In Fire Island, there are some oblique references to the importance of chosen family, but overall the film re-creates the feeling of entering a bubble. The friends arrive detached from “real life.” During the script-development process, Searchlight Pictures wanted to know more about Noah’s backstory. “I get that note,” says Andrew Ahn, who directed the film, “and I don’t think Joel wanted to go there. Joel is very willing to show who he is. But there are moments where I’m like, You are hiding something very carefully. There are certain things he keeps very close.”

Last year, Booster’s father contracted COVID and died. By this time, they were on better terms. During the pandemic, Booster had been using skills he had learned from his dad, a true farmer. He built a squat rack from concrete and plywood in his backyard and sent him videos of the process. He always said that he would have the big talk about his sexuality with his parents when he had a partner to bring home. His big regret is not doing so before his father died, but his mother assures him he would have loved JM as he loved his sister’s husband. During recent sets, Booster has been testing out jokes around this. “We lost my dad,” he’ll say — dramatic pause — “in the mall!” before the punch line: It made sense his dad died before he met JM because he has a “one in, one out policy” when it comes to white men in his life. His jokes are like small containers he can place traumatic moments inside that make them lighter, or at least more manageable.

From Booster’s upcoming special Psychosexual.

Booster is onstage at a comedy show at El Cid, a flamenco supper club in Silver Lake, asking a woman in the audience if she can describe, in her own words, what a bottom is. “Uhh … the front?” she stammers. “The front!” he repeats. “She does not know what a bottom is.”

He has spent the week driving around to comedy shows to work on new material — about looking for a therapist, having a white boyfriend, impending race wars — that he can go out on tour with once Psychosexual is out. He writes onstage, meaning he works out his act as he talks. As a form, stand-up comedy is like a series of test screenings to see what lands, what doesn’t, where to push, where to pause — an iterative process that results in “a tight five.” Booster is masterful at crowdwork. Usually, he’s asking an uncomfortable question — about identity or sex or relationships — and ready to parry the answer. “I take immediate feedback and spin it a different way the next time,” he says as we speed-walk to the car to get to the next venue.

The downside is that he cares too much about what other people think. Since the start of his career, Booster has been a chronic reader of the comments — on Twitter, Reddit, even 4chan offshoots — as though to confirm his worst ideas about himself. Ever since the Fire Island trailer dropped in April, he hasn’t been able to pull himself away from his phone. He fixates on criticism, particularly from other people of color.
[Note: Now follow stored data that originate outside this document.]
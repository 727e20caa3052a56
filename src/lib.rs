use crate::{
    context::{PageContext, build_page_context},
    dom::Document,
    scan::{ScanConfig, Scanner},
};

pub mod action;
pub mod cli;
pub mod context;
pub mod dom;
pub mod locator;
pub mod scan;
pub mod tools;
pub mod tracker;
pub mod trace;

/// Scan a document with a fresh scanner and aggregate the result.
pub fn snapshot(doc: &Document, config: &ScanConfig) -> PageContext {
    let mut scanner = Scanner::new();
    let output = scanner.scan(doc, config);
    build_page_context(doc, &output)
}
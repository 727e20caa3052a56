use thiserror::Error;

use crate::dom::node::NodeId;

/// Errors raised by document operations.
#[derive(Debug, Clone, PartialEq, Eq, Error)]
pub enum DomError {
    /// The selector could not be parsed.
    #[error("invalid selector '{selector}': {reason}")]
    InvalidSelector { selector: String, reason: String },

    /// The node is not an element (document root or text node).
    #[error("node {0} is not an element")]
    NotAnElement(NodeId),

    /// The node id does not belong to this document.
    #[error("unknown node {0}")]
    UnknownNode(NodeId),

    /// A tree operation would produce an invalid hierarchy.
    #[error("hierarchy error: {0}")]
    Hierarchy(String),

    /// The element does not support the requested property.
    #[error("invalid state for <{tag}>: {reason}")]
    InvalidState { tag: String, reason: String },
}

impl DomError {
    pub(crate) fn selector(selector: &str, reason: impl Into<String>) -> Self {
        DomError::InvalidSelector {
            selector: selector.to_string(),
            reason: reason.into(),
        }
    }
}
One thing that has been sticking in his craw is the suggestion that casting Conrad Ricamora as his love interest, Will, was some sort of woke posturing. He actually hadn’t intended to cast an Asian guy as Mr. Darcy, in part because, in the original script, the big blowup fight between them was about how the guy didn’t understand what it’s like to be Asian. But Ricamora was the best during the chemistry read, and they cast him when he walked out of the room. “He was the only actor that flustered Joel,” says Ahn.

“Like, I don’t need a fucking medal for casting an Asian love interest,” Booster says. “It is funny how the fact that I have a real-life white boyfriend doesn’t validate that for a lot of people. I don’t think you can control who you fall in love with the same way you can control who you cast in a movie.” Rather organically, the movie became more Asian American than Booster had intended once they cast Ricamora and Margaret Cho as the surrogate mother. “He was excited,” says Ahn. “And he was also thinking about how this now feels like an Asian American film that would be scrutinized by the Asian American community and was worried about the rep sweats — the burden of representation.”

Joel is very willing to show who he is. But there are moments where I’m like, ‘You are hiding something very carefully.’ There are certain things he keeps very close.

The first time I interacted with Booster was online, too. In 2014, he published a personal essay on The Toast (RIP) titled “No Fats, No Femmes, No Asians: Adventures in Identity,” in which he recalls various pressure points between his race and his sexuality. One pivotal lesson happens in the back of a Pontiac Sunfire. He gives a blowjob to a white guy, who tells him, “I’m just not that into Asian guys.” The writing is snappy and inviting, and the commenters at The Toast lavished praise and sympathy upon him. Still, later on his Tumblr, he noted that his haters were usually “other gay Asian men on Twitter” motivated by “IRRATIONAL JEALOUSY.” I was one of them.

“Do you remember when you came for me?” he asks. I laugh nervously. I remember. I had taken issue with a metaphor in the piece about “ugly Korean Christmas ornaments.” (South Korea is not a Judeo-Christian society, and what he was referring to was likely an orientalized form of a norigae, a tasseled accessory women wear on their hanboks.) Technically, I was right. Spiritually, he was completely correct. It was a thing to nitpick, a soft spot to stick a fork in. I had read the piece and felt pangs of recognition, envy, and horniness. Why wasn’t I writing about my experiences with sexual racism? Deeper down the spiral: Why wasn’t I having awkward sex in the back of a Pontiac Sunfire? Surely I would die alone. I sublimated those feelings and tweeted.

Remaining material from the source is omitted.